Mas, enquanto o desfecho das eleições francesas depende de forma crucial das políticas de crise europeias, o governo alemão age como se isto não lhe dissesse respeito. Em vez disso, o assunto principal – e quase exclusivo em Berlim – são as eleições que se aproximam. E a questão central não é “O que deve ser feito de imediato no interesse da Europa?” mas sim “Quanto é que se pode esperar que as pessoas na Alemanha aceitem – em particular, quanta honestidade?”. Ninguém irá agir de forma a comprometer as suas perspectivas eleitorais, pelo menos enquanto ainda houver alternativas. Logo, é admissível que a Alemanha não esteja realmente interessada num esforço sério para resolver a crise europeia, porque isso implicaria correr grandes riscos e investir muito dinheiro.

A coligação CDU-FDP prefere disfarçar a situação convencendo-se da existência de uma conspiração anglo-saxónica, incentivada pelos países europeus em crise que se mostram pouco disponíveis para produzir e aplicar reformas e cujo único objectivo é fazer com que os alemães paguem. Até à data, a coligação de Merkel pode comparar-se a um condutor que conduz em contramão, convencido de que todos os outros é que vão no sentido errado.
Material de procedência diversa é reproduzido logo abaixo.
//! # Sequent Demo
//!
//! A minimal end-to-end walkthrough of the Sequent building blocks, running
//! entirely in-process against `sequent-memory`'s reference adapters:
//!
//! - Declares a `UserRegistered` event type scoped to a `User` aggregate
//! - Evolves it with `addFields` into `UserRegisteredWithPlan`
//! - Produces a handful of users onto the original generation
//! - Projects the evolved generation into an in-memory read model, which
//!   migrates the existing backlog through the new field before ingesting
//!
//! ## Usage
//!
//! ```bash
//! sequent-demo --users 5
//! RUST_LOG=debug sequent-demo --users 20
//! ```

use std::sync::Arc;

use anyhow::Result;
use clap::Parser;
use sequent_core::{
    Aggregate, ComputedField, EventType, Field, ReadModel, RunOptions, Schema,
};
use sequent_memory::{InMemoryClient, InMemoryClientFactory, InMemoryTopicFactory};
use serde::{Deserialize, Serialize};
use serde_json::Value;
use tokio::signal;
use tokio_util::sync::CancellationToken;
use tracing_subscriber::{layer::SubscriberExt, util::SubscriberInitExt};

/// Command-line arguments for the Sequent demo runner.
#[derive(Parser, Debug)]
#[command(name = "sequent-demo")]
#[command(about = "Declares, evolves, and projects an event type end to end")]
struct Args {
    /// Number of users to register before projecting.
    #[arg(long, default_value_t = 5)]
    users: usize,
}

#[derive(Debug, Clone, Serialize, Deserialize)]
struct UserRegistered {
    id: String,
    email: String,
}

#[derive(Debug, Clone, Serialize, Deserialize)]
struct UserRegisteredWithPlan {
    id: String,
    email: String,
    plan: String,
}

fn user_registered_schema() -> Schema {
    Schema::record(vec![Field::new("id", Schema::String), Field::new("email", Schema::String)])
}

#[tokio::main]
async fn main() -> Result<()> {
    tracing_subscriber::registry()
        .with(tracing_subscriber::EnvFilter::from_default_env())
        .with(tracing_subscriber::fmt::layer())
        .init();

    let args = Args::parse();
    let cancel = CancellationToken::new();

    let topic_factory: Arc<InMemoryTopicFactory> = Arc::new(InMemoryTopicFactory::new());
    let aggregate = Aggregate::new("User", topic_factory.clone());

    let user_registered: EventType<UserRegistered> = EventType::new("UserRegistered", user_registered_schema());
    // Bind once and evolve from the bound declaration, so the migrator chain
    // built below shares the same (aggregate-scoped) source topic as the
    // producer rather than the unbound generation's topic.
    let user_registered = user_registered.bound_to(aggregate.clone())?;

    let producer = user_registered.producer(aggregate.topic_factory(), RunOptions::default()).await?;
    for i in 0..args.users {
        producer
            .produce(
                UserRegistered {
                    id: format!("user-{i}"),
                    email: format!("user-{i}@example.com"),
                },
                None,
            )
            .await?;
    }
    tracing::info!(count = args.users, "registered users");

    let with_plan: EventType<UserRegisteredWithPlan> = user_registered.add_fields(
        vec![ComputedField::new("plan", Schema::String, |_: &UserRegistered| {
            Value::String("free".to_string())
        })],
        None,
    )?;

    // Running the evolved generation's own producer replicates the entire
    // backlog through the new `addFields` migrator before the read model
    // below ever opens a consumer on it.
    let _with_plan_producer = with_plan.producer(aggregate.topic_factory(), RunOptions::default()).await?;

    let read_model = ReadModel::<InMemoryClient>::new("users").on(
        &with_plan,
        "project",
        None,
        |event: UserRegisteredWithPlan, client: Arc<InMemoryClient>, _key| async move {
            client
                .put("users", event.id.clone(), serde_json::json!({"email": event.email, "plan": event.plan}))
                .await;
            Ok(())
        },
    );

    let client_factory = Arc::new(InMemoryClientFactory::new());
    let client = aggregate
        .use_client_factory(client_factory)
        .use_read_model(&read_model, RunOptions::default())
        .await?;

    let run = async {
        // `use_read_model` resolves once every ingestor is recency-caught-up,
        // not once the backlog has actually been handled and acked; give the
        // background merge loop a moment to drain it.
        tokio::time::sleep(std::time::Duration::from_millis(50)).await;
        let users = client.all("users").await;
        tracing::info!(projected = users.len(), "caught up");
        for user in &users {
            println!("{user}");
        }
    };

    tokio::select! {
        _ = signal::ctrl_c() => {
            println!("received Ctrl-C, shutting down");
            cancel.cancel();
        }
        _ = run => {}
    }

    Ok(())
}
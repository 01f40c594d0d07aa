//! Wraps a raw [`Consumer`] to detect the transition from "replaying
//! history" to "tailing live" (§4.4), latching the transition exactly once
//! and emitting periodic throughput telemetry in the meantime.

use std::sync::atomic::{AtomicBool, AtomicU64, Ordering};
use std::sync::Arc;
use std::time::{Duration, Instant};

use anyhow::Result;
use async_trait::async_trait;
use serde::{Deserialize, Serialize};
use serde_json::json;
use tokio::sync::Mutex;
use tokio_util::sync::CancellationToken;

use crate::logger::{Logger, NoopLogger, Severity};
use crate::topic::{Consumer, Envelope};

/// Tunables controlling catch-up latching and the N-way merge's peek
/// timeout (§5). `catch_up_idle_ms` drives both. `Deserialize` so a host
/// application can load these from its own config file alongside the rest
/// of its settings.
#[derive(Debug, Clone, Copy, PartialEq, Serialize, Deserialize)]
pub struct CatchUpOptions {
    pub progress_log_interval_ms: i64,
    pub catch_up_idle_ms: i64,
}

impl Default for CatchUpOptions {
    fn default() -> Self {
        Self {
            progress_log_interval_ms: 3000,
            catch_up_idle_ms: 1000,
        }
    }
}

impl CatchUpOptions {
    /// The N-way merge's default `peek` timeout: `0.7 * catch_up_idle_ms`.
    pub fn peek_timeout_ms(&self) -> i64 {
        (self.catch_up_idle_ms as f64 * 0.7) as i64
    }
}

fn now_ms() -> i64 {
    chrono::Utc::now().timestamp_millis()
}

/// Wraps an inner [`Consumer`], latching `caught_up` the first time a
/// delivered event is recent, the inner consume idles past
/// `catch_up_idle_ms`, or the cancel token fires — whichever comes first.
pub struct CatchUpConsumer {
    inner: Box<dyn Consumer>,
    options: CatchUpOptions,
    caught_up: AtomicBool,
    progress_counter: AtomicU64,
    last_progress_log: Mutex<Instant>,
    on_catch_up: Option<Arc<dyn Fn() + Send + Sync>>,
    logger: Arc<dyn Logger>,
}

impl CatchUpConsumer {
    pub fn new(inner: Box<dyn Consumer>, options: CatchUpOptions) -> Self {
        Self {
            inner,
            options,
            caught_up: AtomicBool::new(false),
            progress_counter: AtomicU64::new(0),
            last_progress_log: Mutex::new(Instant::now()),
            on_catch_up: None,
            logger: Arc::new(NoopLogger),
        }
    }

    pub fn with_logger(mut self, logger: Arc<dyn Logger>) -> Self {
        self.logger = logger;
        self
    }

    /// Registers the callback invoked exactly once (P9) when this consumer
    /// latches caught-up.
    pub fn on_catch_up(mut self, callback: impl Fn() + Send + Sync + 'static) -> Self {
        self.on_catch_up = Some(Arc::new(callback));
        self
    }

    pub fn is_caught_up(&self) -> bool {
        self.caught_up.load(Ordering::SeqCst)
    }

    fn latch(&self, reason: &'static str) {
        if !self.caught_up.swap(true, Ordering::SeqCst) {
            self.logger.log(
                Severity::Info,
                "consumer caught up",
                Some(&json!({"reason": reason})),
            );
            if let Some(cb) = &self.on_catch_up {
                cb();
            }
        }
    }

    async fn maybe_log_progress(&self) {
        let mut last = self.last_progress_log.lock().await;
        if last.elapsed() >= Duration::from_millis(self.options.progress_log_interval_ms as u64) {
            self.logger.log(
                Severity::Debug,
                "ingestion progress",
                Some(&json!({"events": self.progress_counter.load(Ordering::SeqCst)})),
            );
            *last = Instant::now();
        }
    }
}

#[async_trait]
impl Consumer for CatchUpConsumer {
    async fn consume(&self, cancel: &CancellationToken) -> Result<Option<Envelope>> {
        let inner_fut = self.inner.consume(cancel);
        tokio::pin!(inner_fut);

        loop {
            if self.caught_up.load(Ordering::SeqCst) {
                return self.finish(inner_fut.await).await;
            }

            let idle = tokio::time::sleep(Duration::from_millis(self.options.catch_up_idle_ms as u64));
            tokio::select! {
                _ = cancel.cancelled() => {
                    self.latch("cancelled");
                    return Ok(None);
                }
                _ = idle => {
                    self.latch("idle");
                    // keep waiting for the in-flight consume; only the
                    // latch fires early, delivery still completes normally.
                }
                res = &mut inner_fut => {
                    return self.finish(res).await;
                }
            }
        }
    }
}

impl CatchUpConsumer {
    async fn finish(&self, res: Result<Option<Envelope>>) -> Result<Option<Envelope>> {
        match res? {
            Some(envelope) => {
                self.progress_counter.fetch_add(1, Ordering::SeqCst);
                self.maybe_log_progress().await;
                if !self.caught_up.load(Ordering::SeqCst)
                    && now_ms() - envelope.event.timestamp_ms <= self.options.catch_up_idle_ms
                {
                    self.latch("recency");
                }
                Ok(Some(envelope))
            }
            None => {
                self.latch("shutdown");
                Ok(None)
            }
        }
    }
}
//! Casing conversion and the shared SHA-1 content-addressing helpers used
//! by topic names (§3) and read-model namespaces (§3, §6).

use sha1::{Digest, Sha1};

/// Casing conventions a [`crate::readmodel::ReadModelClientFactory`] may
/// request its namespace be rendered in (§6).
#[derive(Debug, Clone, Copy, PartialEq, Eq)]
pub enum CasingPolicy {
    Camel,
    Snake,
    ScreamingSnake,
    Pascal,
    Title,
    Sentence,
    Kebab,
}

impl CasingPolicy {
    /// Splits `input` into lowercase words on `[-_\s]+` and on
    /// lowercase/digit -> uppercase and uppercase -> capitalized-word
    /// boundaries, then reassembles per this casing.
    pub fn apply(self, input: &str) -> String {
        let words = split_words(input);
        match self {
            CasingPolicy::Camel => join_camel(&words, false),
            CasingPolicy::Pascal => join_camel(&words, true),
            CasingPolicy::Snake => words.join("_"),
            CasingPolicy::ScreamingSnake => words
                .iter()
                .map(|w| w.to_uppercase())
                .collect::<Vec<_>>()
                .join("_"),
            CasingPolicy::Kebab => words.join("-"),
            CasingPolicy::Title => words
                .iter()
                .map(|w| capitalize(w))
                .collect::<Vec<_>>()
                .join(" "),
            CasingPolicy::Sentence => {
                let mut joined = words.join(" ");
                if let Some(first) = joined.get_mut(0..1) {
                    first.make_ascii_uppercase();
                }
                joined
            }
        }
    }
}

fn join_camel(words: &[String], capitalize_first: bool) -> String {
    let mut out = String::new();
    for (i, word) in words.iter().enumerate() {
        if i == 0 && !capitalize_first {
            out.push_str(word);
        } else {
            out.push_str(&capitalize(word));
        }
    }
    out
}

fn capitalize(word: &str) -> String {
    let mut chars = word.chars();
    match chars.next() {
        Some(first) => first.to_uppercase().collect::<String>() + chars.as_str(),
        None => String::new(),
    }
}

/// Splits on explicit separators and on case/digit boundaries, lowercasing
/// each resulting word.
fn split_words(input: &str) -> Vec<String> {
    let mut words = Vec::new();
    let mut current = String::new();
    let chars: Vec<char> = input.chars().collect();

    for (i, &c) in chars.iter().enumerate() {
        if c == '-' || c == '_' || c.is_whitespace() {
            if !current.is_empty() {
                words.push(std::mem::take(&mut current));
            }
            continue;
        }

        if i > 0 {
            let prev = chars[i - 1];
            let prev_lower_or_digit = prev.is_lowercase() || prev.is_ascii_digit();
            let boundary_lower_to_upper = prev_lower_or_digit && c.is_uppercase();
            // Uppercase run followed by a new capitalized word, e.g. "HTTPServer" -> "HTTP", "Server".
            let boundary_acronym_to_word = prev.is_uppercase()
                && c.is_uppercase()
                && chars.get(i + 1).is_some_and(|n| n.is_lowercase());
            if boundary_lower_to_upper || boundary_acronym_to_word {
                if !current.is_empty() {
                    words.push(std::mem::take(&mut current));
                }
            }
        }

        current.push(c);
    }
    if !current.is_empty() {
        words.push(current);
    }

    words.into_iter().map(|w| w.to_lowercase()).collect()
}

/// Lowercase 40-character hex SHA-1 digest of `input`, the stable topic
/// name / namespace suffix format (§6).
pub fn sha1_hex(input: &str) -> String {
    let mut hasher = Sha1::new();
    hasher.update(input.as_bytes());
    hex::encode(hasher.finalize())
}

/// Joins non-empty naming tokens with `-`, per the topic name format (§3).
pub fn join_nonempty(tokens: &[&str], sep: &str) -> String {
    tokens
        .iter()
        .filter(|t| !t.is_empty())
        .copied()
        .collect::<Vec<_>>()
        .join(sep)
}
A desintegração europeia já avançou muito mais do que pode parecer. A desconfiança e o egoísmo nacionais estão a propagar-se rapidamente, devorando a solidariedade europeia e o objectivo comum.

A nível institucional, a Europa tem-se mantido no caminho certo desde a última cimeira, mas ameaça desintegrar-se, da base para o topo. Para salvar o euro – o que é fundamental, pois o destino do projecto europeu depende do sucesso da união monetária – a Europa precisa de intervenção imediata: para além de medidas indispensáveis de austeridade e de reformas estruturais, só é possível ter êxito com um programa económico viável que assegure o crescimento.

E isso não vai ser barato. Se o governo de Merkel acredita que defender apenas verbalmente o crescimento é suficiente, então está a brincar com o fogo: um colapso do euro, cujas graves queimaduras não seriam apenas sofridas pelos alemães.”